Regulation of phospholipase C delta 1 by sphingosine

Sphingosine, which is on the pathway of sphingomyelin degradation, activates phospholipase C (PLC) delta 1 moderately. In the liposome assay effect of sphingosine on PLC delta 1 activity depends on KCl concentration. Stimulation of PLC delta 1 by sphingosine increased as the KCl concentration is increased from 0 to 100 mM, and then diminished with the increasing KCl. In the liposome assay sphingosine diminishes inhibition of PLC delta 1 by sphingomyelin; To determine the domain of PLC delta 1 which interacts with sphingosine active proteolytic fragments of PLC delta 1 were generated by trypsin digestion of the native enzyme.
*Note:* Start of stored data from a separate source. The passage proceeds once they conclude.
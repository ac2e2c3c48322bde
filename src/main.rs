//! providerkit CLI entry point.

use std::process::ExitCode;

use clap::Parser;
use providerkit::cli::{Cli, CommandDispatcher};
use providerkit::readiness::Probe;
use providerkit::registry::TypeRegistry;
use providerkit::ui::{TerminalUI, UserInterface};
use tracing_subscriber::{fmt, prelude::*, EnvFilter};

/// Initialize the tracing subscriber for logging.
///
/// Log level is controlled by:
/// 1. `--debug` flag sets level to DEBUG
/// 2. `RUST_LOG` environment variable (if set)
/// 3. Default is INFO
///
/// Logs go to stderr so listings on stdout stay parseable.
fn init_tracing(debug: bool) {
    let filter = if debug {
        EnvFilter::new("providerkit=debug")
    } else {
        EnvFilter::try_from_default_env().unwrap_or_else(|_| EnvFilter::new("providerkit=info"))
    };

    tracing_subscriber::registry()
        .with(fmt::layer().with_target(false).with_writer(std::io::stderr))
        .with(filter)
        .init();
}

fn main() -> ExitCode {
    let cli = Cli::parse();
    init_tracing(cli.debug);

    tracing::debug!("providerkit starting with args: {:?}", cli);

    let mut ui = TerminalUI::new();
    let dispatcher = CommandDispatcher::new(TypeRegistry::with_builtins(), Probe::system());

    match dispatcher.dispatch(&cli, &mut ui) {
        Ok(result) => ExitCode::from(result.exit_code as u8),
        Err(e) => {
            ui.error(&format!("Error: {}", e));
            ExitCode::from(1)
        }
    }
}
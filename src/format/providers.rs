//! Provider listings.

use serde::Serialize;

use super::xml::XmlWriter;
use super::OutputFormat;
use crate::provider::{Provider, ProviderMap};
use crate::readiness::{ConfigReadiness, PackageReadiness, ReadinessMap, ServiceReadiness};
use crate::ui::Table;

/// Printed instead of an empty listing.
pub const NO_PROVIDERS: &str = "No providers found.";

const HEADERS: [&str; 6] = [
    "Name",
    "Display Name",
    "Description",
    "Config",
    "Package",
    "Service",
];
const MAX_WIDTHS: [usize; 6] = [20, 30, 40, 8, 8, 10];

const READY: &str = "✓";
const NOT_READY: &str = "✗";

/// Readiness detail of one provider, as listed in JSON and XML.
#[derive(Debug, Clone, PartialEq, Serialize)]
pub struct ProviderSummary {
    pub name: String,
    pub display_name: String,
    pub description: Option<String>,
    pub class: String,
    pub class_path: String,
    /// Source file relative to the scan root, for discovered providers.
    #[serde(skip_serializing_if = "Option::is_none")]
    pub path: Option<String>,
    /// Unit the source file was mapped to, for discovered providers.
    #[serde(skip_serializing_if = "Option::is_none")]
    pub unit: Option<String>,
    pub config_ready: bool,
    pub config_valid: Vec<String>,
    pub config_invalid: Vec<String>,
    pub packages_installed: bool,
    pub packages_installed_list: Vec<String>,
    pub packages_missing: Vec<String>,
    pub services_implemented: bool,
    pub services_implemented_count: String,
    pub services_implemented_list: Vec<String>,
    pub services_missing: Vec<String>,
}

fn ready_keys(status: &ReadinessMap) -> Vec<String> {
    status
        .iter()
        .filter(|(_, ready)| **ready)
        .map(|(key, _)| key.clone())
        .collect()
}

fn service_count(provider: &Provider) -> (usize, usize) {
    let status = provider.check_services();
    (status.values().filter(|ready| **ready).count(), status.len())
}

/// Collect the listing detail for `provider` under collection key `name`.
pub fn provider_summary(name: &str, provider: &Provider) -> ProviderSummary {
    let class = provider.class();
    let (implemented, total) = service_count(provider);

    ProviderSummary {
        name: name.to_string(),
        display_name: provider.display_name().to_string(),
        description: provider.description().map(str::to_string),
        class: class.type_name().to_string(),
        class_path: class.qualified_name(),
        path: provider.path().map(str::to_string),
        unit: provider.class_path().map(str::to_string),
        config_ready: provider.is_config_ready(),
        config_valid: ready_keys(provider.check_config()),
        config_invalid: provider.missing_config_keys(),
        packages_installed: provider.are_packages_installed(),
        packages_installed_list: ready_keys(provider.check_packages()),
        packages_missing: provider.missing_packages(),
        services_implemented: provider.are_services_implemented(),
        services_implemented_count: format!("{}/{}", implemented, total),
        services_implemented_list: ready_keys(provider.check_services()),
        services_missing: provider.missing_services(),
    }
}

/// Service column: `✓` when all are implemented, `N/A` when none are
/// declared, otherwise `implemented/total`.
pub fn service_status(provider: &Provider) -> String {
    let (implemented, total) = service_count(provider);
    if total == 0 {
        "N/A".to_string()
    } else if implemented == total {
        READY.to_string()
    } else {
        format!("{}/{}", implemented, total)
    }
}

fn mark(ready: bool) -> &'static str {
    if ready {
        READY
    } else {
        NOT_READY
    }
}

fn sorted(providers: &ProviderMap) -> Vec<(&String, &Provider)> {
    let mut entries: Vec<_> = providers.iter().collect();
    entries.sort_by(|a, b| a.0.cmp(b.0));
    entries
}

fn format_table(providers: &ProviderMap) -> String {
    let mut table = Table::new(HEADERS.to_vec()).with_max_widths(&MAX_WIDTHS);

    for (name, provider) in sorted(providers) {
        let services = service_status(provider);
        table.add_row(vec![
            name.as_str(),
            provider.display_name(),
            provider.description().unwrap_or(""),
            mark(provider.is_config_ready()),
            mark(provider.are_packages_installed()),
            services.as_str(),
        ]);
    }

    table.render()
}

fn format_json(providers: &ProviderMap) -> String {
    let summaries: Vec<ProviderSummary> = sorted(providers)
        .into_iter()
        .map(|(name, provider)| provider_summary(name, provider))
        .collect();
    serde_json::to_string_pretty(&summaries).unwrap_or_else(|_| "[]".to_string())
}

fn format_xml(providers: &ProviderMap) -> String {
    let mut xml = XmlWriter::new();
    xml.start("providers");

    for (name, provider) in sorted(providers) {
        let s = provider_summary(name, provider);
        xml.start("provider")
            .text("name", &s.name)
            .text("display_name", &s.display_name);
        if let Some(description) = s.description.as_deref().filter(|d| !d.is_empty()) {
            xml.text("description", description);
        }
        xml.text("class", &s.class)
            .text("class_path", &s.class_path);
        if let Some(path) = &s.path {
            xml.text("path", path);
        }
        if let Some(unit) = &s.unit {
            xml.text("unit", unit);
        }
        xml.text("config_ready", &s.config_ready.to_string())
            .list("config_valid", "key", &s.config_valid)
            .list("config_invalid", "key", &s.config_invalid)
            .text("packages_installed", &s.packages_installed.to_string())
            .list("packages_installed_list", "package", &s.packages_installed_list)
            .list("packages_missing", "package", &s.packages_missing)
            .text("services_implemented", &s.services_implemented.to_string())
            .text("services_implemented_count", &s.services_implemented_count)
            .list("services_implemented_list", "service", &s.services_implemented_list)
            .list("services_missing", "service", &s.services_missing)
            .end();
    }

    xml.finish()
}

/// Render a provider collection. Empty collections render as
/// [`NO_PROVIDERS`] in every format.
pub fn format_providers(providers: &ProviderMap, format: OutputFormat) -> String {
    if providers.is_empty() {
        return NO_PROVIDERS.to_string();
    }

    match format {
        OutputFormat::Table => format_table(providers),
        OutputFormat::Json => format_json(providers),
        OutputFormat::Xml => format_xml(providers),
    }
}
Sphingosine affects the activity of PLC delta 1 fragment which lacked the amino-terminal domain (first 60 amino acids) but not the active fragment that has cleaved the domain spanning the X and Y region of PLC delta 1. These observations indicate that for interaction of sphingosine with PLC delta 1 intact domain that span regions of conservation, designated as X and Y is necessary. When the activity of PLC delta 1 was assayed with PIP2 in the erythrocyte membrane as substrate, sphingosine strongly inhibited PLC delta 1. The other homolog of sphingosine 4-hydroxysphinganine (phytosphingosine) inhibited PLC delta 1 to much lesser extent. The activity of PLC delta 1 was inhibited by 68% and 22% in the presence of 20 mu M sphingosine and phytosphingosine, respectively. This inhibition was completely abolished by deoxycholate at a concentration of 1.5 mM. These observations suggest that sphingosine may regulate activity of PLC delta 1 in the cell.